What is ketamine

Ketamine was originally synthesized in April 1962 by Calvin Stevens, a consultant for a Parke-Davis/Warner Lambert1 program aimed at finding a safer anesthetic alternative to phencyclidine (PCP). From a clinical point of view, ketamine has been classified as a dissociative anesthetic. The term 'dissociative' suggests that the sensory loss and analgesia as well as amnesia are not accompanied by actual loss of consciousness (Bonta 2004). Sometimes this unique experience incorporates a strong sense of dying. For instance, Barbara Collier, an anesthetist commented: 'Ketamine allows some patients to reason that . . . the strange, unexpected intensity and unfamiliar dimension of their experience means they must have died'2 (Collier 1972).

This characteristic effect is also produced by a few other dissociative anesthetics, such as nitrous oxide (N2O), commonly known as 'laughing gas' for its exhilarating effects. Following his explorations with the substance, Humphry Davy published Researches, Chemical and Philosophical; chiefly concerning Nitrous Oxide (... ) and its Respiration (1800), in which he observed that 'nothing exists but thoughts'. He also noticed other interesting effects such as 'an immediate thrilling, a pleasure in every limb, and an intensification of both vision and hearing'. He wrote:

A sensation analogous to gentle pressure on all the muscles, attended by an highly pleasurable thrilling, particularly in the chest and the extremities. The objects around me became dazzling and my hearing more acute. Towards the last inspirations, the thrilling increased, the sense of muscular power became greater, and at last an irresistible propensity to action was indulged in; I recollect but indistinctly what followed; I know that my motions were various and violent.

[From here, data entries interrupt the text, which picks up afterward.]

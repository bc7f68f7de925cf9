//! Confidence Scorer - turns handler results into normalized, decided scores
//!
//! Scoring never fails. A usable raw signal goes through the configured
//! monotonic mapping; anything else falls back to a completeness heuristic
//! over the handler's declared output fields.

use serde_json::Value;

use crate::config::{RouterConfig, SignalMapping};
use crate::core::{ConfidenceSignal, Decision, HandlerResult, InvocationContract, ScoredResult};

/// Score given to results with no signal and nothing to check them against
pub const NEUTRAL_CONFIDENCE: f64 = 0.5;

#[derive(Debug, Clone)]
pub struct ConfidenceScorer {
    accept_threshold: f64,
    mapping: SignalMapping,
    logistic_midpoint: f64,
    logistic_steepness: f64,
}

impl Default for ConfidenceScorer {
    fn default() -> Self {
        Self::from_config(&RouterConfig::default())
    }
}

impl ConfidenceScorer {
    pub fn new(accept_threshold: f64) -> Self {
        Self {
            accept_threshold,
            ..Self::default()
        }
    }

    pub fn from_config(config: &RouterConfig) -> Self {
        Self {
            accept_threshold: config.accept_threshold,
            mapping: config.signal_mapping,
            logistic_midpoint: config.logistic_midpoint,
            logistic_steepness: config.logistic_steepness,
        }
    }

    pub fn with_mapping(mut self, mapping: SignalMapping) -> Self {
        self.mapping = mapping;
        self
    }

    pub fn accept_threshold(&self) -> f64 {
        self.accept_threshold
    }

    /// Score a result against the contract of the handler that produced it
    pub fn score(&self, result: HandlerResult, contract: &InvocationContract) -> ScoredResult {
        let completed = result.status.is_completed();
        let confidence = if !completed {
            0.0
        } else {
            match result.signal {
                ConfidenceSignal::Raw(raw) if raw.is_finite() => self.normalize(raw),
                _ => completeness(&result.content, contract),
            }
        };

        // Results that never completed are not accepted, even at threshold 0
        let decision = if completed && confidence >= self.accept_threshold {
            Decision::Accept
        } else {
            Decision::Retry
        };

        tracing::debug!(
            "Scored result from '{}': {:.3} ({:?})",
            result.handler_id,
            confidence,
            decision
        );

        ScoredResult {
            result,
            confidence,
            decision,
        }
    }

    /// Map a finite raw signal into [0, 1]
    pub fn normalize(&self, raw: f64) -> f64 {
        let mapped = match self.mapping {
            SignalMapping::Clamp => raw,
            SignalMapping::Percent => raw / 100.0,
            SignalMapping::Logistic => {
                1.0 / (1.0 + (-self.logistic_steepness * (raw - self.logistic_midpoint)).exp())
            }
        };
        mapped.clamp(0.0, 1.0)
    }
}

/// Fraction of required output fields present and non-null
fn completeness(content: &Value, contract: &InvocationContract) -> f64 {
    let required = contract.required_output_fields();
    if required.is_empty() {
        return NEUTRAL_CONFIDENCE;
    }
    let Some(object) = content.as_object() else {
        return NEUTRAL_CONFIDENCE;
    };
    let present = required
        .iter()
        .filter(|field| object.get(**field).is_some_and(|v| !v.is_null()))
        .count();
    present as f64 / required.len() as f64
}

William James observed that nitrous oxide can 'stimulate mystical consciousness in an extraordinary degree' and that it reveals 'depth beyond depth of truth' (James 1902: 305). He made these observations in his Gifford Lectures, later published as The Varieties of Religious Experience (1902). One of his conclusions was that human beings have additional 'fields of consciousness':

My impression is . . . that our normal waking consciousness, rational consciousness as we call it, is but one special type of consciousness, whilst all about it, parted from it by the filmiest of screens, there lie potential forms of consciousness entirely different. We may go through life without suspecting their existence.

Other common dissociative anesthetics are DXM (dextromethorphan), a medicine with anti-tussive (cough suppression) properties, PCP (Phency-clidine), and sometimes high doses of alcohol. It is important to observe that dissociation is a broad term that can include the effects of a very wide range of substances. For instance, Meduna in the 1950s used carbon dioxide to induce NDE-like states as an aid to psychotherapy (Meduna 1950).

Ketamine is currently used in many general hospitals around the world, with a recent increase in use in Emergency Departments and in chronic pain clinics (Parke-Davis 1999-2000; Bell et al. 2006; Sehdev et al. 2006). It is often used during severe asthmatic crisis, childbirth, and surgical operations, and occasionally in the treatment of migraine and in anesthesia for children (Jansen 2001). It is relatively safe because it does not usually suppress breathing as much as other anesthetics and it has a short duration of action (30-60 minutes). The substance also has good analgesic and amnesic properties. At small doses (0.1-0.5 mg/kg/hr), it appears to stimulate rather than depress the central nervous system (for instance, Jansen 1989), and it has been used for treatment of pain associated with movement and neuropathic pain. However, as I will discuss later in greater detail, at sub-anesthetic doses (10-25 per cent of a surgical dosage), ketamine can produce effects similar to those described during a near-death experience (Moody 1975; Greyson and Stevenson 1980; Fenwick and Fenwick 1995).

In order to prevent dissociative experiences in surgical settings, the drug is often given together with diazepam (Valium®) and other sedatives (Reich and Silvay 1989). Some authors have suggested that the substance can have beneficial effects as an aid in psychotherapy (Grinspoon and Bakalar 1979; Strassman 1995; Krupitsky 1997; Mills et al. 1998). However, the use of psy-chedelics in therapy remains a highly controversial topic in contemporary psychiatry (Jansen 2001; Arnone and Schifano 2006).